Friday, October 24, 2008

Busy Days

Cierra is competing in a Feis on Sunday at the Red Lion at the Quay in Vancouver, WA at 9:30am...all are welcome to come see her dance!! On Monday she has the opportunity to be "graded" on some of her dances...there are judges here from all over the world for the competition, so they will grade dancers while they are here. She will go for her first 3 grades. If she passes all 12 grades she will have earned an Associates Degree of Dance!

Aspen started a pottery class this week and is absolutely in love with building things out of clay...there wasn't much doubt that she would. She built a castle. If you haven't heard about it she would love to tell you all about it...she has told us all about it multiple times...someone else, please ask her about her castle!

Aspen will have another MRI the first of December...we are working on scheduling that. Orders aren't in the computer, then the orders are in but the computer is down, etc, etc. We'll get it on the books eventually!

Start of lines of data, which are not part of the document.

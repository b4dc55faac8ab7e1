//! Instrumented connection decoration.
//!
//! Wraps an established byte stream so that every successfully moved byte is
//! added to the owning client's throughput counters and the matching
//! per-operation idle deadline is re-armed. The deadlines bound inactivity,
//! not connection age: a stream that keeps moving bytes faster than the
//! timeout interval never expires, however long it stays open. A failed
//! operation updates no counter, re-arms nothing, and propagates the
//! underlying error unchanged.

use std::future::Future;
use std::io;
use std::pin::Pin;
use std::sync::Arc;
use std::task::{Context, Poll};
use std::time::Duration;

use tokio::io::{AsyncRead, AsyncWrite, ReadBuf};
use tokio::time::{Instant, Sleep, sleep};

use crate::metrics::WorkerCounters;

pub struct InstrumentedStream<S> {
    inner: S,
    counters: Arc<WorkerCounters>,
    read_timeout: Duration,
    write_timeout: Duration,
    read_deadline: Pin<Box<Sleep>>,
    write_deadline: Pin<Box<Sleep>>,
}

impl<S> InstrumentedStream<S> {
    /// Decorate `inner`, arming both idle deadlines from now.
    #[must_use]
    pub fn new(
        inner: S,
        counters: Arc<WorkerCounters>,
        read_timeout: Duration,
        write_timeout: Duration,
    ) -> Self {
        Self {
            inner,
            counters,
            read_timeout,
            write_timeout,
            read_deadline: Box::pin(sleep(read_timeout)),
            write_deadline: Box::pin(sleep(write_timeout)),
        }
    }
}

fn rearm(deadline: Pin<&mut Sleep>, timeout: Duration) {
    if let Some(next) = Instant::now().checked_add(timeout) {
        deadline.reset(next);
    }
}

fn idle_timeout(operation: &str) -> io::Error {
    io::Error::new(
        io::ErrorKind::TimedOut,
        format!("{} idle timeout expired", operation),
    )
}

impl<S> AsyncRead for InstrumentedStream<S>
where
    S: AsyncRead + Unpin,
{
    fn poll_read(
        self: Pin<&mut Self>,
        cx: &mut Context<'_>,
        buf: &mut ReadBuf<'_>,
    ) -> Poll<io::Result<()>> {
        let this = self.get_mut();
        let filled_before = buf.filled().len();
        match Pin::new(&mut this.inner).poll_read(cx, buf) {
            Poll::Ready(Ok(())) => {
                let moved = buf.filled().len().saturating_sub(filled_before);
                this.counters
                    .add_read_bytes(u64::try_from(moved).unwrap_or(u64::MAX));
                rearm(this.read_deadline.as_mut(), this.read_timeout);
                Poll::Ready(Ok(()))
            }
            Poll::Ready(Err(err)) => Poll::Ready(Err(err)),
            Poll::Pending => {
                if this.read_deadline.as_mut().poll(cx).is_ready() {
                    return Poll::Ready(Err(idle_timeout("read")));
                }
                Poll::Pending
            }
        }
    }
}

impl<S> AsyncWrite for InstrumentedStream<S>
where
    S: AsyncWrite + Unpin,
{
    fn poll_write(
        self: Pin<&mut Self>,
        cx: &mut Context<'_>,
        buf: &[u8],
    ) -> Poll<io::Result<usize>> {
        let this = self.get_mut();
        match Pin::new(&mut this.inner).poll_write(cx, buf) {
            Poll::Ready(Ok(written)) => {
                this.counters
                    .add_write_bytes(u64::try_from(written).unwrap_or(u64::MAX));
                rearm(this.write_deadline.as_mut(), this.write_timeout);
                Poll::Ready(Ok(written))
            }
            Poll::Ready(Err(err)) => Poll::Ready(Err(err)),
            Poll::Pending => {
                if this.write_deadline.as_mut().poll(cx).is_ready() {
                    return Poll::Ready(Err(idle_timeout("write")));
                }
                Poll::Pending
            }
        }
    }

    fn poll_flush(self: Pin<&mut Self>, cx: &mut Context<'_>) -> Poll<io::Result<()>> {
        Pin::new(&mut self.get_mut().inner).poll_flush(cx)
    }

    fn poll_shutdown(self: Pin<&mut Self>, cx: &mut Context<'_>) -> Poll<io::Result<()>> {
        Pin::new(&mut self.get_mut().inner).poll_shutdown(cx)
    }
}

I accepted a job with the inpatient pharmacy at Good Sam here in town. I am waiting for my license to arrive in the mail before I can start...you can't legally enter a pharmacy to work without a license in this state. I hope it's a nice position with professional people.

Well, that's just a taste of what's keeping us busy...the usual is still happening too...school, lots of family, church, Folk Dance, friends, and we are starting the wonderful Fall holiday season. I love the season of settling in for the winter.

Thursday, October 9, 2008

20th Anniversary

I thought I should post an update, but I'm not sure what to say. One day I am elated that I only have myself and the girls to worry about, and the next I am so angry I could spit.

Saturday was our 20th Anniversary, not much of an anniversary. It was a horrible, sad day that broke my heart multiple times. I still cry thinking about it.

I am job hunting. I am trying to convince myself it's for me, but it's not...it's really because we can't make ends meet living separately. Ken has always said he would take care of us financially, but if he gets a part time job he won't be able to see the girls. Part of me says that's the price you pay for up and leaving, the other part says it's not fair for the girls. Either way I will walk into work and be sad every day because I have to be there because of this.

We saw a counselor on Tuesday...he's really good, but all I could think about was, "It's a dollar a minute, can't you talk faster?!!" I guess we can't not afford it right now. Ken did agree to try to work on things...so his heart has changed a little.

The girls are doing really well...we actually do stuff together with them. We just don't talk to each other about anything serious, so the girls think it's all good. We've gone for bike rides and bowling and as long as we only talk about bike rides and bowling everything is fine.

Part of me always wants him to suddenly be nice and apologetic, and the other part can't trust him at all because he's broken every promise. It's a frustrating stuck place to be...just waiting...I think I've said that before. Nothing like rounding out a year of waiting with a little more waiting...waiting for Ken to make decisions, waiting for the hurt to go away, waiting to see what happens.